The invention relates to parallel processing and further to allocating controlling instruction delivery in such a system.
There are two popular parallel processor architectures, a single instruction stream, multiple data stream (SIMD) architecture and a multiple instruction stream multiple data streams (MIMD) architecture. In a SIMD system, the same instruction is provided to all active processing units. Each processing unit can have its own set of registers along with some means for the processing unit to receive unique data. In a SIMD system each individual processing unit can have a relatively simple architecture because common functionalities can be implemented separate from the processing units. Since the units receive the same instruction common functionalities can include processor control logic, logic to fetch and logic to decode. Such arrangement can be implemented in a relatively small chip area.

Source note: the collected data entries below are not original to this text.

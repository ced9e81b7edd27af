use anyhow::Result;
use std::fs;
use std::path::Path;
use std::time::SystemTime;

pub fn setup_logging(log_dir: &Path, log_level: &str) -> Result<()> {
    if !log_dir.exists() {
        fs::create_dir_all(log_dir)?;
    }

    // Clean up old log files, keeping only the most recent one
    cleanup_old_logs(log_dir)?;

    let log_file_name = format!("server_energy_{}.log", chrono::Local::now().format("%Y-%m-%d_%H-%M-%S"));
    let log_path = log_dir.join(log_file_name);

    fern::Dispatch::new()
        .format(|out, message, record| {
            out.finish(format_args!(
                "{}[{}][{}] {}",
                chrono::Local::now().format("[%Y-%m-%d %H:%M:%S]"),
                record.target(),
                record.level(),
                message
            ))
        })
        .level(level_filter(log_level))
        // Driver crates are chatty at debug.
        .level_for("rumqttc", log::LevelFilter::Info)
        .level_for("tokio_postgres", log::LevelFilter::Info)
        .chain(std::io::stdout())
        .chain(fern::log_file(log_path)?)
        .apply()?;

    Ok(())
}

fn level_filter(log_level: &str) -> log::LevelFilter {
    match log_level.trim().to_lowercase().as_str() {
        "trace" => log::LevelFilter::Trace,
        "debug" => log::LevelFilter::Debug,
        "warn" => log::LevelFilter::Warn,
        "error" => log::LevelFilter::Error,
        "off" => log::LevelFilter::Off,
        _ => log::LevelFilter::Info,
    }
}

fn cleanup_old_logs(log_dir: &Path) -> Result<()> {
    let mut entries: Vec<(SystemTime, std::path::PathBuf)> = fs::read_dir(log_dir)?
        .filter_map(|res| res.ok())
        .map(|e| e.path())
        .filter(|p| p.extension().is_some_and(|ext| ext == "log"))
        .map(|p| {
            let modified = fs::metadata(&p)
                .and_then(|m| m.modified())
                .unwrap_or(SystemTime::UNIX_EPOCH);
            (modified, p)
        })
        .collect();

    // Sort by modification time, newest first
    entries.sort_by(|a, b| b.0.cmp(&a.0));

    // Keep the most recent one (index 0), delete the rest
    for (_, path) in entries.iter().skip(1) {
        if let Err(e) = fs::remove_file(path) {
            eprintln!("Failed to delete old log file {:?}: {}", path, e);
        }
    }

    Ok(())
}
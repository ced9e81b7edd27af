//! # Energy Ingestion Server
//!
//! Subscribes to the per-gateway energy counter topics on the MQTT broker,
//! turns the cumulative readings into consumption deltas and writes them to
//! PostgreSQL.
//!
//! Two tasks run until Ctrl-C / SIGTERM:
//! - the MQTT feed, delivering messages to the ingestion dispatcher,
//! - the liveness watchdog, reconciling the registry and recovering a
//!   silent feed.
//!
//! With `--recovery-strategy hard` the watchdog may ask for a restart; the
//! server then shuts both tasks down and re-executes itself with the same
//! arguments.

use anyhow::{Context, Result};
use std::sync::Arc;
use tokio::signal;
use tokio_util::sync::CancellationToken;

use lib_energy::connections::PgGateway;
use lib_energy::core::{DeltaEngine, IngestDispatcher, LivenessClock, TopicResolver, Watchdog, WatchdogExit};
use lib_energy::ingestors::MqttFeed;

mod energy_logic;
use energy_logic::config::{self, Settings};
use energy_logic::logger;
use energy_logic::restart::Invocation;

#[tokio::main]
async fn main() -> Result<()> {
    let invocation = Invocation::capture()?;

    // A missing .env file is fine.
    let _ = dotenvy::dotenv();

    let settings = Settings::try_from(config::load_config()?).context("invalid configuration")?;
    logger::setup_logging(&settings.log_dir, &settings.log_level)?;

    log::info!(
        "Starting energy ingestion: broker {}:{}, window {} (threshold {}, {} / {}), {} decoding",
        settings.mqtt.host,
        settings.mqtt.port,
        settings.window.capacity,
        settings.window.emit_threshold,
        settings.window.delta_mode,
        settings.window.negative_delta,
        settings.profile.strictness
    );

    let gateway = Arc::new(PgGateway::new(&settings.database).context("failed to set up database pool")?);
    match gateway.ping().await {
        Ok(()) => log::info!("Database connection pool ready."),
        Err(e) => log::warn!("Database not reachable yet, continuing: {}", e),
    }

    let (feed, subscriber) = MqttFeed::new(&settings.mqtt);
    let resolver = Arc::new(TopicResolver::new(
        gateway.clone(),
        subscriber,
        settings.scheme.clone(),
        settings.store_timeout,
    ));
    let dispatcher = Arc::new(IngestDispatcher::new(
        DeltaEngine::new(settings.window),
        settings.profile.clone(),
        gateway,
        resolver,
        Arc::new(LivenessClock::new()),
        settings.store_timeout,
    ));

    let shutdown = CancellationToken::new();

    let feed_handle = tokio::spawn(feed.run(dispatcher.clone(), shutdown.clone()));

    let mut watchdog = Watchdog::new(settings.watchdog, dispatcher.clone());
    let watchdog_token = shutdown.clone();
    let mut watchdog_handle = tokio::spawn(async move { watchdog.run(watchdog_token).await });

    let exit = tokio::select! {
        _ = shutdown_signal() => {
            shutdown.cancel();
            watchdog_handle.await.context("watchdog task failed")?
        }
        exit = &mut watchdog_handle => exit.context("watchdog task failed")?,
    };

    // Send shutdown signal to all components
    shutdown.cancel();
    feed_handle.await.context("MQTT feed task failed")?;

    let stats = dispatcher.stats();
    log::info!(
        "Decoded {} message(s), windowed {} sample(s), wrote {} delta(s), {} write failure(s).",
        stats.decoded,
        stats.accepted,
        stats.emitted,
        stats.write_failures
    );

    if exit == WatchdogExit::RestartRequested {
        return Err(invocation.reexec());
    }

    log::info!("Shutdown complete.");
    Ok(())
}

async fn shutdown_signal() {
    tokio::select! {
        _ = signal::ctrl_c() => {
            log::info!("Ctrl-C received, initiating shutdown.");
        }
        _ = async {
            #[cfg(unix)]
            {
                match signal::unix::signal(signal::unix::SignalKind::terminate()) {
                    Ok(mut term_signal) => {
                        term_signal.recv().await;
                        log::info!("SIGTERM received, initiating shutdown.");
                    }
                    Err(e) => {
                        log::warn!("Cannot listen for SIGTERM: {}", e);
                        std::future::pending::<()>().await;
                    }
                }
            }
            #[cfg(not(unix))]
            {
                // On non-unix platforms, just wait forever.
                std::future::pending::<()>().await;
            }
        } => {}
    }
}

In MIMD architectures, every processing unit typically has a register for storing instructions and can operate independently from the other processing units. A MIMD processor may also be termed a “multi-processor”, because each processing unit can be a full independently operable processor. Thus, a MIMD processor and processor architecture is much more flexible than a SIMD processor. However, MIMD processors with the same number of parallel processing units can require significantly more chip area as each processing unit can require extensive support such as logic for controlling the program flow and memory retrieval control logic to name a few.
SIMD architectures can be used efficiently when the same algorithm is applied to different data. Such algorithms do not depend on the data they process and can be, e.g., image or video-processing algorithms where exactly one algorithm is applied on a multitude of pixel data. However, SIMD architectures cannot be efficiently applied on algorithms that have strong data-dependencies, conditional jumps etc. On contrary, processing units of MIMD architectures can each efficiently execute different algorithms. One problem that programmers face in MIMD programming is to synchronize the different algorithms to ensure proper timing of events. As discussed above both MIMD and SIMD architectures have shortcomings in what they can process and how they must be configured.

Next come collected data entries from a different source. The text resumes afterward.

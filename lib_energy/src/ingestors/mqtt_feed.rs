//! # MQTT Feed
//!
//! Broker connection for the consumption feed.
//!
//! [`MqttFeed::new`] returns two halves sharing one `rumqttc` client:
//!
//! - [`MqttSubscriber`]: the `TopicSubscriber` handed to the topic resolver.
//!   It remembers every topic it subscribed so they can be released on
//!   shutdown, and matches SUBACKs back to topics so a refused subscription
//!   is reported to the resolver for retry.
//! - [`MqttFeed`]: owns the event loop. [`MqttFeed::run`] polls it, hands
//!   connect acknowledgements and publishes to a `FeedHandler`, and reconnects
//!   after connection errors.
//!
//! Publishes are delivered inline, one at a time, so a message is fully
//! handled before the next one is read. Connect handling is spawned: it issues
//! subscribe requests, which only drain while the event loop keeps polling.

use rumqttc::{
    AsyncClient, Event, EventLoop, MqttOptions, Outgoing, Packet, QoS, SubscribeReasonCode,
};
use std::collections::{BTreeSet, HashMap, VecDeque};
use std::sync::{Arc, Mutex, PoisonError};
use std::time::Duration;
use tokio::task::JoinHandle;
use tokio_util::sync::CancellationToken;

use async_trait::async_trait;

use crate::core::ports::{bounded_transport, FeedHandler, TopicSubscriber, TransportError};

/// Connection parameters for the broker.
#[derive(Debug, Clone)]
pub struct MqttSettings {
    pub host: String,
    pub port: u16,
    pub client_id: String,
    /// `(username, password)`; `None` connects anonymously.
    pub credentials: Option<(String, String)>,
    pub keep_alive: Duration,
    /// Upper bound on queuing one subscribe or unsubscribe request.
    pub request_timeout: Duration,
    /// Pause between a connection error and the next attempt.
    pub reconnect_delay: Duration,
    /// Upper bound on unsubscribing and disconnecting at shutdown.
    pub teardown_timeout: Duration,
    /// Capacity of the client request queue.
    pub request_capacity: usize,
}

impl Default for MqttSettings {
    fn default() -> Self {
        Self {
            host: "127.0.0.1".to_string(),
            port: 1883,
            client_id: "energy_ingest".to_string(),
            credentials: None,
            keep_alive: Duration::from_secs(60),
            request_timeout: Duration::from_secs(5),
            reconnect_delay: Duration::from_secs(5),
            teardown_timeout: Duration::from_secs(5),
            request_capacity: 64,
        }
    }
}

impl MqttSettings {
    fn options(&self) -> MqttOptions {
        let mut options = MqttOptions::new(self.client_id.clone(), self.host.clone(), self.port);
        options.set_keep_alive(self.keep_alive);
        options.set_clean_session(true);
        if let Some((username, password)) = &self.credentials {
            options.set_credentials(username.clone(), password.clone());
        }
        options
    }
}

#[derive(Debug, Default)]
struct Subscriptions {
    /// Requested and not refused.
    active: BTreeSet<String>,
    /// Queued in the client, packet id not yet assigned. Requests leave the
    /// queue in the order they were made.
    queued: VecDeque<String>,
    /// Sent to the broker, waiting for the SUBACK.
    in_flight: HashMap<u16, String>,
    /// Refused or lost, not yet collected by the resolver.
    rejected: BTreeSet<String>,
}

/// Subscribe side of the broker connection.
pub struct MqttSubscriber {
    client: AsyncClient,
    request_timeout: Duration,
    subscriptions: Mutex<Subscriptions>,
}

impl MqttSubscriber {
    fn subscriptions(&self) -> std::sync::MutexGuard<'_, Subscriptions> {
        self.subscriptions.lock().unwrap_or_else(PoisonError::into_inner)
    }

    /// Topics subscribed so far, sorted.
    pub fn active_topics(&self) -> Vec<String> {
        self.subscriptions().active.iter().cloned().collect()
    }

    /// A subscribe request left the client with packet id `pkid`.
    fn on_subscribe_sent(&self, pkid: u16) {
        let mut subs = self.subscriptions();
        if let Some(topic) = subs.queued.pop_front() {
            subs.in_flight.insert(pkid, topic);
        }
    }

    /// The broker answered the subscribe request `pkid`.
    fn on_suback(&self, pkid: u16, codes: &[SubscribeReasonCode]) {
        let mut subs = self.subscriptions();
        let Some(topic) = subs.in_flight.remove(&pkid) else {
            return;
        };
        if codes.iter().any(|c| matches!(c, SubscribeReasonCode::Failure)) {
            log::warn!("Broker rejected subscription to {}", topic);
            subs.active.remove(&topic);
            subs.rejected.insert(topic);
        }
    }

    /// The connection dropped. Requests already sent without a SUBACK are
    /// lost; those still queued in the client go out after the reconnect.
    fn on_connection_lost(&self) {
        let mut subs = self.subscriptions();
        let in_flight = std::mem::take(&mut subs.in_flight);
        for topic in in_flight.into_values() {
            subs.active.remove(&topic);
            subs.rejected.insert(topic);
        }
    }

    async fn unsubscribe(&self, topic: &str) -> Result<(), TransportError> {
        let client = self.client.clone();
        bounded_transport("unsubscribe", self.request_timeout, async move {
            client.unsubscribe(topic).await.map_err(|e| TransportError::Unsubscribe {
                topic: topic.to_string(),
                reason: e.to_string(),
            })
        })
        .await?;
        self.subscriptions().active.remove(topic);
        Ok(())
    }

    /// Unsubscribes every active topic, then disconnects.
    async fn release_all(&self) {
        for topic in self.active_topics() {
            match self.unsubscribe(&topic).await {
                Ok(()) => log::info!("Unsubscribed from topic: {}", topic),
                Err(e) => log::warn!("{}", e),
            }
        }
        if let Err(e) = self.client.disconnect().await {
            log::warn!("Disconnect request failed: {}", e);
        }
    }
}

#[async_trait]
impl TopicSubscriber for MqttSubscriber {
    /// Queues a subscribe request. The broker's answer arrives later as a
    /// SUBACK on the event loop.
    async fn subscribe(&self, topic: &str) -> Result<(), TransportError> {
        // Queued before the request so the event loop can never see the
        // outgoing packet first.
        self.subscriptions().queued.push_back(topic.to_string());

        let client = self.client.clone();
        let sent = bounded_transport("subscribe", self.request_timeout, async move {
            client
                .subscribe(topic, QoS::AtLeastOnce)
                .await
                .map_err(|e| TransportError::Subscribe {
                    topic: topic.to_string(),
                    reason: e.to_string(),
                })
        })
        .await;

        let mut subs = self.subscriptions();
        match sent {
            Ok(()) => {
                subs.rejected.remove(topic);
                subs.active.insert(topic.to_string());
                Ok(())
            }
            Err(e) => {
                if let Some(pos) = subs.queued.iter().rposition(|t| t == topic) {
                    subs.queued.remove(pos);
                }
                Err(e)
            }
        }
    }

    fn take_rejected(&self) -> Vec<String> {
        std::mem::take(&mut self.subscriptions().rejected).into_iter().collect()
    }
}

/// Event loop side of the broker connection.
pub struct MqttFeed {
    eventloop: EventLoop,
    subscriber: Arc<MqttSubscriber>,
    endpoint: String,
    reconnect_delay: Duration,
    teardown_timeout: Duration,
}

impl MqttFeed {
    /// Prepares the client. Nothing touches the network until [`MqttFeed::run`].
    pub fn new(settings: &MqttSettings) -> (Self, Arc<MqttSubscriber>) {
        let (client, eventloop) = AsyncClient::new(settings.options(), settings.request_capacity.max(1));
        let subscriber = Arc::new(MqttSubscriber {
            client,
            request_timeout: settings.request_timeout,
            subscriptions: Mutex::new(Subscriptions::default()),
        });
        let feed = Self {
            eventloop,
            subscriber: subscriber.clone(),
            endpoint: format!("{}:{}", settings.host, settings.port),
            reconnect_delay: settings.reconnect_delay,
            teardown_timeout: settings.teardown_timeout,
        };
        (feed, subscriber)
    }

    /// Drives the connection until `shutdown` is cancelled, then releases
    /// every subscription and disconnects.
    pub async fn run(mut self, handler: Arc<dyn FeedHandler>, shutdown: CancellationToken) {
        log::info!("Connecting to MQTT broker at {}", self.endpoint);
        let mut connect_task: Option<JoinHandle<()>> = None;

        loop {
            tokio::select! {
                _ = shutdown.cancelled() => {
                    log::info!("MQTT feed received shutdown signal.");
                    break;
                }
                event = self.eventloop.poll() => match event {
                    Ok(Event::Incoming(Packet::ConnAck(_))) => {
                        log::info!("Connected to MQTT broker at {}", self.endpoint);
                        if let Some(previous) = connect_task.take() {
                            previous.abort();
                        }
                        let handler = handler.clone();
                        connect_task = Some(tokio::spawn(async move { handler.on_connect().await }));
                    }
                    Ok(Event::Incoming(Packet::Publish(publish))) => {
                        handler.on_message(&publish.topic, &publish.payload).await;
                    }
                    Ok(Event::Outgoing(Outgoing::Subscribe(pkid))) => {
                        self.subscriber.on_subscribe_sent(pkid);
                    }
                    Ok(Event::Incoming(Packet::SubAck(ack))) => {
                        self.subscriber.on_suback(ack.pkid, &ack.return_codes);
                    }
                    Ok(_) => {}
                    Err(e) => {
                        self.subscriber.on_connection_lost();
                        let err = TransportError::Connection(e.to_string());
                        log::error!("{}. Reconnecting in {}s...", err, self.reconnect_delay.as_secs());
                        tokio::select! {
                            _ = shutdown.cancelled() => break,
                            _ = tokio::time::sleep(self.reconnect_delay) => {}
                        }
                    }
                }
            }
        }

        if let Some(task) = connect_task {
            task.abort();
        }
        self.teardown().await;
    }

    /// Releases subscriptions while still polling so the requests reach the
    /// broker.
    async fn teardown(&mut self) {
        let subscriber = self.subscriber.clone();
        let eventloop = &mut self.eventloop;

        let release = subscriber.release_all();
        let drain = async {
            loop {
                match eventloop.poll().await {
                    Ok(Event::Outgoing(Outgoing::Disconnect)) | Err(_) => break,
                    Ok(_) => {}
                }
            }
        };

        let both = async { tokio::join!(release, drain) };
        match tokio::time::timeout(self.teardown_timeout, both).await {
            Ok(_) => log::info!("Disconnected from MQTT broker at {}", self.endpoint),
            Err(_) => log::warn!(
                "MQTT teardown did not finish within {}s, closing anyway",
                self.teardown_timeout.as_secs()
            ),
        }
    }
}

In one embodiment a method for controlling instruction flow in a multiprocessor environment is disclosed. The method can include retrieving at least one slice instruction that is executable by more than one processing unit in a plurality of processing units. The method can also retrieve a global instruction that indicates a processing unit from a plurality of processing units that will receive the at least one slice instruction and the method can load the at least one slice instruction to the more than one processing unit in response to the global instruction. Such instruction control can allow the system to operate in a single input multiple data (SIMD) mode, a multiple instruction multiple data (MIMD) mode or a hybrid thereof.
In another embodiment a system is disclosed that has a plurality of processing units a first storage register to store a slice instruction where the slice instruction processable by more than one processing unit of a plurality of processing units. The system can also include at least a second portion of a storage register to store a processor slice allocation instruction, where the processor slice allocation instruction controls which of the plurality of processing units gets the slice instruction. The system can also include a switching module coupled to the plurality of processing units and the register to feed the slice instruction to at least one of the plurality of processing units.

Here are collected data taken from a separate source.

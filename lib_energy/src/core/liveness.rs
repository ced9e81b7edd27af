//! Time of the last accepted message, shared by the dispatcher (writer) and
//! the watchdog (reader).

use std::sync::{Mutex, PoisonError};
use std::time::Duration;
use tokio::time::Instant;

#[derive(Debug)]
pub struct LivenessClock {
    last_accepted: Mutex<Instant>,
}

impl LivenessClock {
    /// Starts the clock as if a message had just been accepted.
    pub fn new() -> Self {
        Self {
            last_accepted: Mutex::new(Instant::now()),
        }
    }

    pub fn touch(&self) {
        *self.last_accepted.lock().unwrap_or_else(PoisonError::into_inner) = Instant::now();
    }

    pub fn last_accepted(&self) -> Instant {
        *self.last_accepted.lock().unwrap_or_else(PoisonError::into_inner)
    }

    pub fn silence(&self) -> Duration {
        Instant::now().saturating_duration_since(self.last_accepted())
    }
}

impl Default for LivenessClock {
    fn default() -> Self {
        Self::new()
    }
}

#[cfg(test)]
mod tests {
    use super::*;

    #[tokio::test(start_paused = true)]
    async fn test_silence_grows_until_touched() {
        let clock = LivenessClock::new();
        tokio::time::advance(Duration::from_secs(90)).await;
        assert_eq!(clock.silence(), Duration::from_secs(90));

        clock.touch();
        assert_eq!(clock.silence(), Duration::ZERO);
    }
}
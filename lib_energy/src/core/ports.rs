//! # Collaborator Ports
//!
//! The engine talks to the outside world through three narrow traits:
//!
//! - [`PersistenceGateway`]: device registry reads and delta writes.
//! - [`TopicSubscriber`]: subscription requests to the broker.
//! - [`FeedHandler`]: what a transport adapter calls on connect and on every
//!   delivered message. Implemented by the ingestion dispatcher.
//!
//! Nothing in `core` names a concrete broker or database client.

use async_trait::async_trait;
use std::future::Future;
use std::time::Duration;
use thiserror::Error;

/// Registry key of a gateway in the store.
pub type DeviceId = i32;

/// One row of the device registry.
#[derive(Debug, Clone, PartialEq, Eq, Hash, PartialOrd, Ord)]
pub struct DeviceRecord {
    pub name: String,
    pub protocol: i32,
}

impl DeviceRecord {
    pub fn new(name: impl Into<String>, protocol: i32) -> Self {
        Self {
            name: name.into(),
            protocol,
        }
    }
}

/// Failures of the persistence gateway.
#[derive(Debug, Error)]
pub enum GatewayError {
    #[error("failed to obtain a database connection: {0}")]
    Pool(String),
    #[error("query execution failed: {0}")]
    Query(String),
    #[error("{0} timed out after {1:?}")]
    Timeout(&'static str, Duration),
    #[error("invalid value: {0}")]
    InvalidValue(String),
}

/// Failures of the broker transport.
#[derive(Debug, Error)]
pub enum TransportError {
    #[error("subscribe to '{topic}' failed: {reason}")]
    Subscribe { topic: String, reason: String },
    #[error("unsubscribe from '{topic}' failed: {reason}")]
    Unsubscribe { topic: String, reason: String },
    #[error("{0} timed out after {1:?}")]
    Timeout(&'static str, Duration),
    #[error("connection error: {0}")]
    Connection(String),
}

/// Durable sink for deltas and read path for the device registry.
#[async_trait]
pub trait PersistenceGateway: Send + Sync {
    /// Every registered gateway with its protocol class, in registry order.
    async fn lookup_devices_by_protocol(&self) -> Result<Vec<DeviceRecord>, GatewayError>;

    /// Registry id of a gateway, `None` when the name is unknown.
    async fn lookup_device_id(&self, device_name: &str) -> Result<Option<DeviceId>, GatewayError>;

    /// Persists one consumption delta.
    async fn write_delta(
        &self,
        device_name: &str,
        utc_timestamp: i64,
        delta_kwh: f64,
        device_id: DeviceId,
    ) -> Result<(), GatewayError>;
}

/// Issues subscription requests to the broker.
///
/// Subscribing to a topic that is already subscribed must be harmless.
#[async_trait]
pub trait TopicSubscriber: Send + Sync {
    /// `Ok` means the request was handed to the transport. A transport that
    /// learns the broker's answer later reports refusals via `take_rejected`.
    async fn subscribe(&self, topic: &str) -> Result<(), TransportError>;

    /// Drains the topics whose subscription the broker refused, or that were
    /// lost unconfirmed with the connection, since the last call.
    fn take_rejected(&self) -> Vec<String> {
        Vec::new()
    }
}

/// Callbacks a transport adapter drives.
#[async_trait]
pub trait FeedHandler: Send + Sync {
    /// The broker accepted the connection (initially or after a reconnect).
    async fn on_connect(&self);

    /// A message arrived on `topic`.
    async fn on_message(&self, topic: &str, payload: &[u8]);
}

/// Runs a store call with an upper bound on its duration.
pub async fn bounded_store<T, F>(what: &'static str, limit: Duration, fut: F) -> Result<T, GatewayError>
where
    F: Future<Output = Result<T, GatewayError>>,
{
    match tokio::time::timeout(limit, fut).await {
        Ok(result) => result,
        Err(_) => Err(GatewayError::Timeout(what, limit)),
    }
}

/// Runs a broker call with an upper bound on its duration.
pub async fn bounded_transport<T, F>(what: &'static str, limit: Duration, fut: F) -> Result<T, TransportError>
where
    F: Future<Output = Result<T, TransportError>>,
{
    match tokio::time::timeout(limit, fut).await {
        Ok(result) => result,
        Err(_) => Err(TransportError::Timeout(what, limit)),
    }
}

In the following the disclosure is explained in further detail with the use of preferred embodiments, which shall not limit the scope of the invention.
The following is a detailed description of embodiments of the disclosure depicted in the accompanying drawings. The embodiments are in such detail as to clearly communicate the disclosure. However, the amount of detail offered is not intended to limit the anticipated variations of embodiments; on the contrary, the intention is to cover all modifications, equivalents, and alternatives falling within the spirit and scope of the present disclosure as defined by the appended claims. The descriptions below are designed to make such embodiments obvious to a person of ordinary skill in the art.
While specific embodiments will be described below with reference to particular configurations of hardware and/or software, those of skill in the art will realize that embodiments of the present disclosure may advantageously be implemented with other equivalent hardware and/or software systems. Aspects of the disclosure described herein may be stored or distributed on computer-readable media, including magnetic and optically readable and removable computer disks, as well as distributed electronically over the Internet or over other networks, including wireless networks. Data structures and transmission of data (including wireless transmission) particular to aspects of the disclosure are also encompassed within the scope of the disclosure.
The present disclosure presents arrangements to efficiently compress, load, and expand instructions for processing unit under the direction of a “global” instruction. Accordingly a retrieved instruction can contain a global instruction (possibly a single word) and one or more slice instructions. The global instruction can control allocation of slice instructions (instructions allocated for more than one processor slice or processing unit or to specific processors) and such a global instruction can be referred to as a processor slice allocation instruction. The global instruction can provide control information allocating slice instruction to one or more processing units or processor slices. The slice instructions can be executed by the processing units or processing slice to which they are provided.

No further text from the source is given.